We enrolled 20 healthy volunteers (15 males and 5 females) aged 23.0 (SD 2.0) years, with mean BMI of 22.3 (SD 3.6) Kg/m² with normal glucose tolerance, hepatic and renal function. We performed a 75-g oral glucose tolerance test (OGTT) with and without concomitant oral co-trimoxazole administered 60 min before the test. Blood glucose response was measured using a capillary test at baseline and at 30, 60, 90, 120 and 180 min following oral glucose load on the two occasions. C-peptide response was also measured. Absolute values of blood glucose and C-peptide with and without co-trimoxazole were compared using the Wilcoxon test.

Results

During the OGTT without co-trimoxazole (control) vs. the OGTT with co-trimoxazole (test), the glycaemia varied from 4.83 (SD 0.39) mmol/l vs. 4.72 (SD 0.28) mmol/l at T0 (P = 0.667), to 8.00 (SD 1.11) mmol/l vs. 7.44 (SD 0.78) mmol/l at T30 (P = 0.048), 8.00 (SD 1.17) mmol/l vs. 7.67 (SD 1.00) mmol/l at T60 (P = 0.121), 7.33 (SD 0.94) mmol/l vs. 7.11 (SD 0.83) mmol/l at T90 (P = 0.205), 6.78 (SD 1.00) mmol/l vs. 6.67 (SD 1.00) mmol/l at T120 (P = 0.351) and 4.72 (SD 1.39) mmol/l vs. 4.72 (SD 1.56) mmol/l at T180 (P = 0.747). The ratio of area under the glycaemia curve during the control and test investigation was 96.7 %, thus a 3.3 decreased glycaemic response (p = 0.062). A decrease of glycaemia by more than 10 % occurred in 6/20 participants at T30, 7/20 participants at T60 and 1/20 participant at T30 and T60. None of the volunteers experienced co-trimoxazole-induced hypoglycaemia. At the same time, the C-peptide response during the control vs. the test investigation varied from 278.1 (SD 57.5) pmol/l vs. 242.8 (SD 42.5) pmol/l at T0 (P = 0.138), to 1845.6 (SD 423.6) pmol/l vs. 2340.6 (SD 701.3) pmol/l at T60 (P = 0.345) and 1049.8 (SD 503.1) pmol/l vs. 1041.63 (SD 824.21) pmol/l at T180 (P = 0.893).

Conclusion

Ninety minutes after its administration, co-trimoxazole induced a significant reduction of the early glycaemic response to oral glucose in parallel with a 27-% increase in insulin secretory response. Co-trimoxazole induced within 120 min a more than 10-% blood glucose reduction in 2/3 of participants. However none of the volunteers experienced hypoglycaemia.
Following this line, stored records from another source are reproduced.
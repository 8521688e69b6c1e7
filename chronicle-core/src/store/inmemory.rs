//! In-memory event store implementation for testing.
//!
//! This module provides [`Store`], a thread-safe in-memory implementation of
//! [`EventStore`](super::EventStore) suitable for unit tests and examples.
//!
//! # Example
//!
//! ```
//! use chronicle_core::store::inmemory;
//!
//! let store = inmemory::Store::new();
//! assert_eq!(store.stream_count(), 0);
//! ```

use std::{
    collections::HashMap,
    sync::{Arc, RwLock},
};

use nonempty::NonEmpty;

use crate::store::{EventStore, StreamEvent, StreamKey};

/// In-memory event store that keeps streams in a hash map.
///
/// Clones share the same streams. `save_events` enforces the stream's version
/// sequence the way a unique `(stream, version)` constraint would in a
/// database: a batch whose first version does not directly follow the stream's
/// last one is rejected as a whole.
#[derive(Clone, Default)]
pub struct Store {
    inner: Arc<RwLock<HashMap<StreamKey, Vec<StreamEvent>>>>,
}

impl Store {
    /// An empty store.
    #[must_use]
    pub fn new() -> Self {
        Self::default()
    }

    /// Every event of one stream, in version order.
    #[must_use]
    pub fn events(&self, aggregate_kind: &str, aggregate_id: &str) -> Vec<StreamEvent> {
        self.inner
            .read()
            .expect("in-memory store lock poisoned")
            .get(&StreamKey::new(aggregate_kind, aggregate_id))
            .cloned()
            .unwrap_or_default()
    }

    /// Number of streams holding at least one event.
    #[must_use]
    pub fn stream_count(&self) -> usize {
        self.inner
            .read()
            .expect("in-memory store lock poisoned")
            .len()
    }
}

impl std::fmt::Debug for Store {
    fn fmt(&self, f: &mut std::fmt::Formatter<'_>) -> std::fmt::Result {
        f.debug_struct("Store")
            .field("streams", &self.stream_count())
            .finish()
    }
}

/// Error type for in-memory store.
#[derive(Debug, thiserror::Error)]
pub enum InMemoryError {
    /// The batch does not start right after the stream's last version.
    #[error(
        "stream {aggregate_kind}/{aggregate_id} is at version {current}, cannot append version {attempted}"
    )]
    VersionConflict {
        /// Aggregate name of the stream.
        aggregate_kind: String,
        /// Instance id of the stream.
        aggregate_id: String,
        /// Last stored version, 0 for an empty stream.
        current: u64,
        /// Version of the first event in the batch.
        attempted: u64,
    },
    /// The batch spans streams or skips versions.
    #[error("events in a batch must belong to one stream and have consecutive versions")]
    MalformedBatch,
}

impl EventStore for Store {
    type Error = InMemoryError;

    #[tracing::instrument(skip(self))]
    fn aggregate_version<'a>(
        &'a self,
        aggregate_kind: &'a str,
        aggregate_id: &'a str,
    ) -> impl Future<Output = Result<u64, Self::Error>> + Send + 'a {
        let version = {
            let inner = self.inner.read().expect("in-memory store lock poisoned");
            inner
                .get(&StreamKey::new(aggregate_kind, aggregate_id))
                .and_then(|stream| stream.last().map(StreamEvent::version))
                .unwrap_or(0)
        };
        tracing::trace!(version, "retrieved stream version");
        std::future::ready(Ok(version))
    }

    #[tracing::instrument(skip(self))]
    fn load_history<'a>(
        &'a self,
        aggregate_kind: &'a str,
        aggregate_id: &'a str,
        since_version: u64,
    ) -> impl Future<Output = Result<Vec<StreamEvent>, Self::Error>> + Send + 'a {
        let events: Vec<StreamEvent> = self
            .events(aggregate_kind, aggregate_id)
            .into_iter()
            .filter(|event| event.version() > since_version)
            .collect();
        tracing::debug!(events_loaded = events.len(), "loaded events from store");
        std::future::ready(Ok(events))
    }

    #[tracing::instrument(skip(self, events), fields(event_count = events.len()))]
    fn save_events(
        &self,
        events: NonEmpty<StreamEvent>,
    ) -> impl Future<Output = Result<(), Self::Error>> + Send + '_ {
        let result = (|| {
            let first = &events.head;
            let well_formed = events.iter().zip(events.iter().skip(1)).all(|(a, b)| {
                b.aggregate_kind == a.aggregate_kind
                    && b.aggregate_id == a.aggregate_id
                    && b.version() == a.version() + 1
            });
            if !well_formed {
                return Err(InMemoryError::MalformedBatch);
            }

            let key = StreamKey::new(first.aggregate_kind.as_str(), first.aggregate_id.as_str());
            let mut inner = self.inner.write().expect("in-memory store lock poisoned");
            let current = inner
                .get(&key)
                .and_then(|stream| stream.last())
                .map_or(0, StreamEvent::version);
            if first.version() != current + 1 {
                tracing::debug!(
                    current,
                    attempted = first.version(),
                    "version mismatch, rejecting append"
                );
                return Err(InMemoryError::VersionConflict {
                    aggregate_kind: first.aggregate_kind.clone(),
                    aggregate_id: first.aggregate_id.clone(),
                    current,
                    attempted: first.version(),
                });
            }
            inner.entry(key).or_default().extend(events.iter().cloned());
            drop(inner);
            tracing::debug!(events_appended = events.len(), "events committed to stream");
            Ok(())
        })();

        std::future::ready(result)
    }
}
The HIV/AIDS is a threatening condition affecting 31 million of persons in the world and which has been responsible for 39 million of deaths since the beginning of the pandemic (UNAIDS 2014). That condition leads to a lowering of the immunity causing a high susceptibility to infections. In HIV/AIDS patients the use of co-trimoxazole for the treatment and prevention of opportunistic infections is recommend and is associated with a significant reduction in morbidity and mortality [1, 2].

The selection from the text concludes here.